Fruugo Opens Public Beta, Hits Problems

    fruugoFruugo, the hyped major Finnish e-commerce startup, opened up a public Beta yesterday morning in Finland, Sweden and the Netherlands (release notes). 

    Fruugo’s launch has been eagerly anticipated since the first rumors last year (our previous coverage). In Finnish and Nordic scale the firm is a huge endevor backed with millions of euros in finance. 

    Fruugo closed screenshotAll did not go very well, though. Quite soon after opening the service many who tried the service noticed severe problems, and eventually the site was brought down with a note “under maintenance” (screenshot). It seemed the site went online and offline multiple times during the first day. Janne Waltonen, Fruugo’s VP Marketing and Communication, commented on Twitter that they were in fact expecting problems and did not want to make a big fuss of the launch exactly because of that.
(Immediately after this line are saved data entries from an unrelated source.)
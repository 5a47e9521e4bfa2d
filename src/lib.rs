//! # behaviour-tree-runtime (Rust crate)
//!
//! Behaviour tree execution and editing model for game AI.
//!
//!
//! ## Overview
//!
//! A behaviour tree is authored once as a *template*, edited structurally by an
//! authoring tool, and then instantiated per game entity. Every instance owns
//! its own copy of the nodes and its own [`Blackboard`], so instances can be
//! ticked independently (even on different threads).
//!
//! The tree is stored as an arena of nodes indexed by [`NodeId`].
//! Each node wraps a [`BehaviourNode`] implementation, which only knows how to
//! start, update and stop itself. The child links, lifecycle state and editor
//! metadata live in the arena entry ([`NodeContainer`]).
//!
//!
//! ## How it looks like
//!
//! Build a template with the structural operations.
//!
//! ```rust
//! use behaviour_tree_runtime::*;
//!
//! let registry = Registry::default();
//! let mut template = BehaviourTree::new();
//! let seq = template.create_node(&registry, "Sequence").unwrap();
//! let wait = template
//!     .create_node_with_params(&registry, "Wait", &params!("ticks" => "1"))
//!     .unwrap();
//! let set = template
//!     .create_node_with_params(&registry, "SetBool", &params!("key" => "done", "value" => "true"))
//!     .unwrap();
//! template.add_child(template.root(), seq).unwrap();
//! template.add_child(seq, wait).unwrap();
//! template.add_child(seq, set).unwrap();
//! ```
//!
//! Then clone it, bind a blackboard and tick it once per frame.
//!
//! ```rust
//! # use behaviour_tree_runtime::*;
//! # let registry = Registry::default();
//! # let mut template = BehaviourTree::new();
//! # let seq = template.create_node(&registry, "Sequence").unwrap();
//! # template.add_child(template.root(), seq).unwrap();
//! let mut instance = template.clone();
//! let blackboard = Blackboard::new();
//! instance.bind(&blackboard);
//!
//! assert_eq!(instance.update().unwrap(), NodeState::Success);
//! ```
//!
//! [`BehaviourTreeRunner`] does the clone-and-bind dance for you.
//!
//!
//! ## How to define your own node
//!
//! Implement [`BehaviourNode`] on a `Clone` type. Only `kind` and `on_update`
//! are required.
//!
//! ```rust
//! # use behaviour_tree_runtime::*;
//! #[derive(Clone)]
//! struct Attack {
//!     swings: u32,
//! }
//!
//! impl BehaviourNode for Attack {
//!     fn kind(&self) -> NodeKind {
//!         NodeKind::Action
//!     }
//!
//!     fn on_start(&mut self, _ctx: &mut Context) -> Result<(), TickError> {
//!         self.swings = 0;
//!         Ok(())
//!     }
//!
//!     fn on_update(&mut self, ctx: &mut Context) -> Result<NodeState, TickError> {
//!         self.swings += 1;
//!         ctx.blackboard()?.set("swings", self.swings);
//!         Ok(if self.swings < 3 { NodeState::Running } else { NodeState::Success })
//!     }
//! }
//!
//! let mut registry = Registry::default();
//! registry.register("Attack", boxify(|| Attack { swings: 0 }));
//! ```
//!
//! A node reading the blackboard before the tree was bound gets
//! [`TickError::UnboundBlackboard`], which is a usage error and not a
//! [`NodeState::Failure`].
//!
//! Composite and decorator nodes tick their children through the [`Context`]
//! by index.
//!
//!
//! ## Persisting templates
//!
//! Templates are saved as YAML with [`save_yaml`] and restored with
//! [`load_yaml`]. Node ids, node order, parameters, child order and editor
//! metadata round-trip exactly.
//!
//! ```yaml
//! root: 1
//! nodes:
//!   - id: 1
//!     type: Root
//!     children: [2]
//!   - id: 2
//!     type: Wait
//!     params:
//!       ticks: "3"
//! ```
//!
//!
//! ## The text format
//!
//! For hand-written trees there is a small text format.
//!
//! ```raw
//! tree main = Sequence {
//!     Wait (ticks = "2")
//!     !IsTrue (key = "alarm")   # `!` wraps the node in an Inverter
//!     patrol                    # another tree, expanded inline
//! }
//!
//! tree patrol = Selector {
//!     Log (message = "patrolling")
//! }
//! ```
//!
//! It is converted to an AST with [`parse_file`] and instantiated with [`load`],
//! or both at once with [`load_str`].
//!
//! ```rust
//! # use behaviour_tree_runtime::*;
//! let source = r#"tree main = Sequence { Wait (ticks = "1") }"#;
//! let (_, tree_source) = parse_file(source).unwrap();
//! let tree = load(&tree_source, &Registry::default(), "main", true).unwrap();
//! assert_eq!(tree.len(), 3);
//! ```
//!
//!
//! ## Pause semantics
//!
//! [`BehaviourTree::pause`] is an abrupt interruption: the tree is marked
//! `Failure` without running any `on_stop` hook, and [`BehaviourTree::play`]
//! resumes where it stopped without a second `on_start`.
//! If teardown hooks must run, use [`BehaviourTree::halt`] or configure the
//! runner with [`PausePolicy::Halt`].

mod blackboard;
mod container;
mod context;
pub mod error;
mod nodes;
pub mod parser;
mod registry;
mod runner;
mod symbol;
mod tree;

use std::collections::BTreeMap;
use std::fmt::{self, Display, Formatter};
use std::str::FromStr;

use serde::{Deserialize, Serialize};

pub use crate::blackboard::{Blackboard, BlackboardValue};
pub use crate::container::{NodeContainer, NodeId, Position};
pub use crate::context::Context;
pub use crate::error::{CreateNodeError, LoadError, LoadYamlError, StructureError, TickError};
pub use crate::nodes::{
    ForceFailureNode, ForceSuccessNode, GuardNode, InverterNode, IsTrueNode, LogNode,
    ReactiveSelectorNode, ReactiveSequenceNode, RepeatNode, RepeatUntilNode, RetryNode, RootNode,
    SelectorNode, SequenceNode, SetBoolNode, WaitNode,
};
pub use crate::parser::{
    load, load_str, load_yaml, parse_file, save_yaml, TreeSource, TreeTemplate,
};
pub use crate::registry::{boxify, boxify_with, Constructor, Registry, ABSTRACT_VARIANTS};
pub use crate::runner::{BehaviourTreeRunner, PausePolicy, RunnerConfig};
pub use crate::symbol::Symbol;
pub use crate::tree::BehaviourTree;
pub use ::once_cell::sync::Lazy;

/// Lifecycle state of a node, and the result of a tick.
#[derive(PartialEq, Eq, Debug, Clone, Copy, Default, Hash, Serialize, Deserialize)]
pub enum NodeState {
    /// The node should keep running in the next tick
    #[default]
    Running,
    Failure,
    Success,
}

impl NodeState {
    /// `Failure` or `Success`, i.e. the episode is over.
    pub fn is_resolved(self) -> bool {
        !matches!(self, NodeState::Running)
    }

    pub fn invert(self) -> Self {
        match self {
            NodeState::Running => NodeState::Running,
            NodeState::Failure => NodeState::Success,
            NodeState::Success => NodeState::Failure,
        }
    }
}

impl Display for NodeState {
    fn fmt(&self, f: &mut Formatter) -> fmt::Result {
        let s = match self {
            NodeState::Running => "Running",
            NodeState::Failure => "Failure",
            NodeState::Success => "Success",
        };
        f.write_str(s)
    }
}

impl FromStr for NodeState {
    type Err = String;

    fn from_str(s: &str) -> Result<Self, Self::Err> {
        match s {
            "Running" => Ok(NodeState::Running),
            "Failure" => Ok(NodeState::Failure),
            "Success" => Ok(NodeState::Success),
            _ => Err(format!("unknown node state {:?}", s)),
        }
    }
}

/// The variant category of a node, which decides how many children it takes.
#[derive(PartialEq, Eq, Debug, Clone, Copy, Hash)]
pub enum NodeKind {
    /// Entry point of a tree, exactly one per tree, single child
    Root,
    /// Single child, transforms the child's result
    Decorator,
    /// Ordered children
    Composite,
    /// Leaf doing the actual work
    Action,
}

/// Variant parameters as string literals, keyed by parameter name.
///
/// They are what a persisted template stores for a node, and what a
/// [`Constructor`] receives to rebuild it.
pub type Params = BTreeMap<String, String>;

pub trait BehaviourNode: CloneNode + Send {
    fn kind(&self) -> NodeKind;

    /// Names of the parameters this variant understands.
    ///
    /// Only enforced when loading the text format with `check_params`.
    fn provided_params(&self) -> Vec<Symbol> {
        vec![]
    }

    /// Current parameters, used when saving a template.
    fn params(&self) -> Params {
        Params::new()
    }

    /// Display-only secondary title.
    fn subtitle(&self) -> String {
        String::new()
    }

    fn on_start(&mut self, _ctx: &mut Context) -> Result<(), TickError> {
        Ok(())
    }

    fn on_update(&mut self, ctx: &mut Context) -> Result<NodeState, TickError>;

    fn on_stop(&mut self, _ctx: &mut Context) -> Result<(), TickError> {
        Ok(())
    }
}

/// Object-safe cloning of a boxed node, implemented for every `Clone` node.
pub trait CloneNode {
    fn clone_node(&self) -> Box<dyn BehaviourNode>;
}

impl<T> CloneNode for T
where
    T: BehaviourNode + Clone + 'static,
{
    fn clone_node(&self) -> Box<dyn BehaviourNode> {
        Box::new(self.clone())
    }
}

/// Builds a [`Params`] map from `"name" => value` pairs.
#[macro_export]
macro_rules! params {
    () => {
        $crate::Params::new()
    };
    ($($name: literal => $val: expr),+ $(,)?) => {{
        let mut ret = $crate::Params::new();
        $(ret.insert($name.to_string(), $val.to_string());)+
        ret
    }};
}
    Fruugo aims to change the European e-commerce market by building a trusted marketplace where buyers and sellers can operate in their own language and currency regardless of each others’ home country. The e-commerce market in Europe presently is scattered for the most part due to many different tax regimes, customs, and legislation. On their own, smaller vendors are not able to serve other countries effectively.

    The Beta service has been critized for small selection of products and many missing (hyped) features – especially the anticipated social shopping features are still quite slim. Fruugo has stated that they want to make the marketplace alive and truly social. Due to the small selection and inexistent competition the prices have also been relatively high, causing additional criticism. Nevertheless, to celebrate the launch, Fruugo is offering free delivery until 24th May. The firm is constantly integrating new vendors, and new countries should follow in the coming months.

    Despite the problems, I am looking forward to having wider access to foreign merchants through Fruugo. Before Fruugo is really able to integrate a considerable amount of competiting vendors, it will probably be simpler to use some existing price search engines to find out the best deal. But when some not that commonly traded novel items are added, and along with more countries, Fruugo could be very close realizing the vision of enabling risk-free purchases across the borders.